I expect more Magic The Gathering settings, and am enjoying the ones we have so far, including Ravnica and soon Strixhaven. I would love for the modern near-future Japan-esque to make it into a D&D setting.
 

The majority of the rules in the game are dedicated to murdering things (combat). There’s a core book dedicated to nothing but things to murder (MM). There are a dozen or so other books with collections of suggestions of different orders in which to murder things (modules). There’s an entire chapter dedicated to where and how much treasure adventurers should get after murdering...including random tables for just how much pocket change things you murder should have on them...along with other random tables for just how much treasure the family you just murdered had in their house. The designers are bending over backwards to pat themselves on the back and sell people on how cool and innovative Witchlight is because they...gasp...include non-violent solutions to conflicts. Think about that. Violence and violent solutions are so ingrained in the game and the player base that the designers think putting out a module with non-violent solutions is shockingly new and wildly innovative. Sorry, but your objection doesn’t hold water.
Ideally the game is about whatever you want it to be, although I can't remember a time where I played it as "colonizing and conquering." Usually there was some justification for killing things, beyond wanting their stuff, if only under the guise of "evil." But I've never played D&D in such a way that you go find a dragon who is nice or not bothering anyone, then kill it and take its hoard. Usually the dragon first took the hoard from a dwarven city it destroyed, or is currently terrorizing a region. Same with orcs; I've never played "let's go attack and kill that harmless orc village and rape the orc women and eat their babies." It has always been, "Orcs are marauding and attacking a defenseless village who call upon you to save them."

I think this tension is longstanding within dnd. It is part a difference between sword&sorcery and high fantasy, but also pertains to the way that colonial scenarios are "justified" via an assumed moral lens, usually one connected to alignment. That is, in effect, the PCs are mercenaries for a colonial state, driven by greed, but their actions can also be glossed as defeating the forces of chaos and/or evil. The Keep on the Borderlands. (Incidentally this dynamic--exploitative violence dressed up as justice or as a "civilizing mission," is central to colonial ideology).

The essentials kit is interesting in this regard. Phandelver has, for me, the feel of a settler mining town from a Western, with some fantasy gloss. There's reference to ancient history, but no sense that the human locals have any primary claim to the land or the mines. The antagonists are all alignment-evil, but they also have more prosaic motivations, namely they've all been displaced and are in turn displacing others. For the most part what they are after is food and shelter. The only antagonist acting outside of these types of concerns is an cult of an evil storm god (that could probably be reskinned as druids). Probably the way that most groups play this adventure is to defeat an antagonist in combat, level up, then defeat the next most powerful antagonist, justifying all of it via the evil alignment, but non-colonial solutions are on the table.

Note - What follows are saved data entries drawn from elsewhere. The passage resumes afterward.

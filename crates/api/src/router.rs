//! The one router both `main.rs` and the integration tests serve, so tests
//! run behind the same middleware as production.

use std::time::Duration;

use axum::http::header::{AUTHORIZATION, CONTENT_TYPE};
use axum::http::{HeaderName, HeaderValue, Method, StatusCode};
use axum::Router;
use editlock_core::error::CoreError;
use editlock_core::protocol::API_PREFIX;
use tower_http::catch_panic::CatchPanicLayer;
use tower_http::cors::CorsLayer;
use tower_http::request_id::{MakeRequestUuid, PropagateRequestIdLayer, SetRequestIdLayer};
use tower_http::timeout::TimeoutLayer;
use tower_http::trace::{DefaultMakeSpan, DefaultOnResponse, TraceLayer};
use tracing::Level;

use crate::config::ServerConfig;
use crate::error::AppError;
use crate::routes;
use crate::state::AppState;

const REQUEST_ID: HeaderName = HeaderName::from_static("x-request-id");

/// `/health` at the root, everything else under [`API_PREFIX`].
///
/// Outermost first: CORS, request id assignment, tracing, request id echo,
/// timeout, panic recovery.
pub fn build_app_router(state: AppState, config: &ServerConfig) -> Result<Router, AppError> {
    let cors = build_cors_layer(&config.cors_origins)?;
    let timeout = Duration::from_secs(config.request_timeout_secs);

    let router = Router::new()
        .merge(routes::health::router())
        .nest(API_PREFIX, routes::api_routes())
        .layer(CatchPanicLayer::new())
        .layer(TimeoutLayer::with_status_code(StatusCode::REQUEST_TIMEOUT, timeout))
        .layer(PropagateRequestIdLayer::new(REQUEST_ID))
        .layer(
            TraceLayer::new_for_http()
                .make_span_with(DefaultMakeSpan::new().level(Level::INFO))
                .on_response(DefaultOnResponse::new().level(Level::INFO)),
        )
        .layer(SetRequestIdLayer::new(REQUEST_ID, MakeRequestUuid))
        .layer(cors)
        .with_state(state);

    Ok(router)
}

/// Editors call the lock endpoints from the browser with a bearer token;
/// only GET and POST are used.
pub fn build_cors_layer(origins: &[String]) -> Result<CorsLayer, AppError> {
    let origins = origins
        .iter()
        .map(|origin| {
            HeaderValue::from_str(origin).map_err(|_| {
                CoreError::Validation(format!("CORS_ORIGINS contains an invalid origin: '{origin}'"))
            })
        })
        .collect::<Result<Vec<_>, _>>()?;

    Ok(CorsLayer::new()
        .allow_origin(origins)
        .allow_methods([Method::GET, Method::POST])
        .allow_headers([AUTHORIZATION, CONTENT_TYPE])
        .allow_credentials(true)
        .max_age(Duration::from_secs(3600)))
}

Anyway when it comes to settings, I do think they will try for a non-colonial, non-orientalizing kara tur or zakhara, if not as a setting than as an adventure, just because of some things some of the writers for VRGtR were hinting at on twitter. Whatever settings they do, they will have to be marketable and tightly themed for new audiences

The more interesting question for me is: when are they going to run out of nostalgia and classic settings?